DataOps is more than this, however. Similarities in relationships aside, it is more than simply bringing operations and data engineering together, or simply managing the flow of data, but “also about ensuring everyone involved knows why the data workload is running and what the desired business outcome is.” To be successful, it must be supported not just by the data engineers, their tools, and their processes, but also by connecting with those who will actually use the data, and those who can define the business needs behind the data generated.

This distinction is important to understand, especially if selling a tool to assist with DataOps. Claims that any tool delivers DataOps are hollow at best. The best one can offer is flexibility and the ability to deliver the data where needed. Defining these needs and implementing the workflows is the province of the client, who in turn needs to recognize that simply purchasing additional technologies, or speeding up the flow of data is not enough.

As Ted Friedman of Gartner puts it , “Rather than simply throwing data over the virtual wall, where it becomes someone else’s problem, the development of data pipelines and products becomes a collaborative exercise with a shared understanding of the value proposition.”

It is in the value proposition that you will find success for your organizational DataOps efforts. Without defining what you want your data to do for you, simply having more of it faster will not net you the results promised by they hype behind DataOps. So, before contacting a vendor like us, Buurst recommends a bit of due diligence. With Fuusion, as an example, we most certainly can aid you in defining your workflows. We can get you the data you need in formats that are inherently more usable, and ensure its accuracy via provenance tracking. What we cannot do is define your goals for you, or decide what your needs are.

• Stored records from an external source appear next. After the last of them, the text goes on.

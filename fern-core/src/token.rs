//! Token kinds and the token value produced by the lexer.

use crate::source_str::SourceStr;
use crate::span::{SourceLoc, Span};

/// Kind of a token produced by the lexer.
///
/// Variants are grouped in bands (literals, keywords, operators, ...);
/// the classification predicates below follow those bands.
#[derive(Debug, Clone, Copy, PartialEq, Eq, Hash)]
pub enum TokenKind {
    // Control
    Eof,
    Error,
    Newline,
    Indent,
    Dedent,

    // Literals
    Int,   // 42, 0xFF, 0b1010, 0o755
    Float, // 3.14
    String,
    True,
    False,

    Ident,

    // Keywords
    Let,
    Fn,
    Return,
    If,
    Else,
    Match,
    With,
    Do,
    Defer,
    Pub,
    Import,
    Type,
    Trait,
    Impl,
    And,
    Or,
    Not,
    As,
    Module,
    For,
    While,
    Loop,
    Break,
    Continue,
    In,
    Spawn,
    Send,
    Receive,
    After,
    Derive,
    Newtype,
    Unless,
    Where,

    // Arithmetic
    Plus,
    Minus,
    Star,
    Slash,
    Percent,
    Power, // **

    // Comparison
    Eq, // ==
    Ne, // !=
    Lt,
    Le,
    Gt,
    Ge,

    // Assignment / flow
    Assign,   // =
    Bind,     // <-
    Pipe,     // |>
    Bar,      // |
    Arrow,    // ->
    FatArrow, // =>

    // Delimiters
    LParen,
    RParen,
    LBracket,
    RBracket,
    LBrace,
    RBrace,

    // Punctuation
    Comma,
    Colon,
    Dot,
    DotDot,   // ..
    DotDotEq, // ..=
    Ellipsis, // ...
    Underscore,
    At,
    Question,

    // String interpolation segments
    StringBegin, // "text{
    StringMid,   // }text{
    StringEnd,   // }text"

    // Comments (never produced by the scanner)
    Comment,
    BlockComment,
    DocComment,
}

impl TokenKind {
    /// Short uppercase name, as printed by `fern lex`.
    pub fn name(self) -> &'static str {
        use TokenKind::*;
        match self {
            Eof => "EOF",
            Error => "ERROR",
            Newline => "NEWLINE",
            Indent => "INDENT",
            Dedent => "DEDENT",
            Int => "INT",
            Float => "FLOAT",
            String => "STRING",
            True => "TRUE",
            False => "FALSE",
            Ident => "IDENT",
            Let => "LET",
            Fn => "FN",
            Return => "RETURN",
            If => "IF",
            Else => "ELSE",
            Match => "MATCH",
            With => "WITH",
            Do => "DO",
            Defer => "DEFER",
            Pub => "PUB",
            Import => "IMPORT",
            Type => "TYPE",
            Trait => "TRAIT",
            Impl => "IMPL",
            And => "AND",
            Or => "OR",
            Not => "NOT",
            As => "AS",
            Module => "MODULE",
            For => "FOR",
            While => "WHILE",
            Loop => "LOOP",
            Break => "BREAK",
            Continue => "CONTINUE",
            In => "IN",
            Spawn => "SPAWN",
            Send => "SEND",
            Receive => "RECEIVE",
            After => "AFTER",
            Derive => "DERIVE",
            Newtype => "NEWTYPE",
            Unless => "UNLESS",
            Where => "WHERE",
            Plus => "PLUS",
            Minus => "MINUS",
            Star => "STAR",
            Slash => "SLASH",
            Percent => "PERCENT",
            Power => "POWER",
            Eq => "EQ",
            Ne => "NE",
            Lt => "LT",
            Le => "LE",
            Gt => "GT",
            Ge => "GE",
            Assign => "ASSIGN",
            Bind => "BIND",
            Pipe => "PIPE",
            Bar => "BAR",
            Arrow => "ARROW",
            FatArrow => "FAT_ARROW",
            LParen => "LPAREN",
            RParen => "RPAREN",
            LBracket => "LBRACKET",
            RBracket => "RBRACKET",
            LBrace => "LBRACE",
            RBrace => "RBRACE",
            Comma => "COMMA",
            Colon => "COLON",
            Dot => "DOT",
            DotDot => "DOTDOT",
            DotDotEq => "DOTDOTEQ",
            Ellipsis => "ELLIPSIS",
            Underscore => "UNDERSCORE",
            At => "AT",
            Question => "QUESTION",
            StringBegin => "STRING_BEGIN",
            StringMid => "STRING_MID",
            StringEnd => "STRING_END",
            Comment => "COMMENT",
            BlockComment => "BLOCK_COMMENT",
            DocComment => "DOC_COMMENT",
        }
    }

    pub fn is_keyword(self) -> bool {
        use TokenKind::*;
        matches!(
            self,
            Let | Fn
                | Return
                | If
                | Else
                | Match
                | With
                | Do
                | Defer
                | Pub
                | Import
                | Type
                | Trait
                | Impl
                | And
                | Or
                | Not
                | As
                | Module
                | For
                | While
                | Loop
                | Break
                | Continue
                | In
                | Spawn
                | Send
                | Receive
                | After
                | Derive
                | Newtype
                | Unless
                | Where
        )
    }

    /// Arithmetic, comparison, assignment and flow operators.
    pub fn is_operator(self) -> bool {
        use TokenKind::*;
        matches!(
            self,
            Plus | Minus
                | Star
                | Slash
                | Percent
                | Power
                | Eq
                | Ne
                | Lt
                | Le
                | Gt
                | Ge
                | Assign
                | Bind
                | Pipe
                | Bar
                | Arrow
                | FatArrow
        )
    }

    pub fn is_literal(self) -> bool {
        use TokenKind::*;
        matches!(self, Int | Float | String | True | False)
    }

    /// Classify an identifier-shaped lexeme. `true`/`false` come back as
    /// literal kinds; anything not in the table is an identifier.
    pub fn from_word(word: &[u8]) -> TokenKind {
        use TokenKind::*;
        match word {
            b"let" => Let,
            b"fn" => Fn,
            b"return" => Return,
            b"if" => If,
            b"else" => Else,
            b"match" => Match,
            b"with" => With,
            b"do" => Do,
            b"defer" => Defer,
            b"pub" => Pub,
            b"import" => Import,
            b"type" => Type,
            b"trait" => Trait,
            b"impl" => Impl,
            b"and" => And,
            b"or" => Or,
            b"not" => Not,
            b"as" => As,
            b"module" => Module,
            b"for" => For,
            b"while" => While,
            b"loop" => Loop,
            b"break" => Break,
            b"continue" => Continue,
            b"in" => In,
            b"spawn" => Spawn,
            b"send" => Send,
            b"receive" => Receive,
            b"after" => After,
            b"derive" => Derive,
            b"newtype" => Newtype,
            b"unless" => Unless,
            b"where" => Where,
            b"true" => True,
            b"false" => False,
            _ => Ident,
        }
    }
}

/// A single token: kind, lexeme and position.
///
/// `text` is the lexeme for most kinds. For string kinds it is the raw
/// segment between the delimiters (quotes and braces excluded, escapes
/// left undecoded); `span` always covers the whole lexeme.
#[derive(Debug, Clone, Copy, PartialEq, Eq)]
pub struct Token<'a> {
    pub kind: TokenKind,
    pub text: SourceStr<'a>,
    pub loc: SourceLoc<'a>,
    pub span: Span,
}

impl Token<'_> {
    pub fn is(&self, kind: TokenKind) -> bool {
        self.kind == kind
    }
}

So what do you need? Where will your data processes benefit most from a little added speed or automation?

Is it a Utility value proposition?

This means you wish to treat your data as a utility, removing silos, and reducing manual efforts when accessing and managing data. This approach makes data available to multiple relevant roles.

Is it a business enabler value proposition?

If so, then data and analytics are focused on specific use cases, such as analysis of supply chain optimization, or fraud detection. DataOps collaboration with business unit stakeholders is key in this scenario.

Or maybe it’s a data and analytics driver value proposition?

Do you need the data and analytics to help create new products or services? Break into a new market? Generate a new revenue stream?

Quite likely, it may be a combination of any or all of these. But identifying an initial focus will certainly improve your chances of success. Applying processes or tools without considering the endgame will ensure that the full benefits of DataOps processes cannot be realized. But if you know what you need, or want help in determining those needs, Buurst is ready and willing to assist.

For more information on Buurst, DataOps and Fuusion:

Cloud to Edge Data Distribution Over High-Latency and Satellite Networks

Cloud to Edge Data Distribution Over High-Latency and Satellite Networks

Background

Over the past 8 years, we have seen more than an exabyte of data migrated onto the leading public cloud platforms. This makes public cloud a new center of the business data universe for many enterprises and government agencies today.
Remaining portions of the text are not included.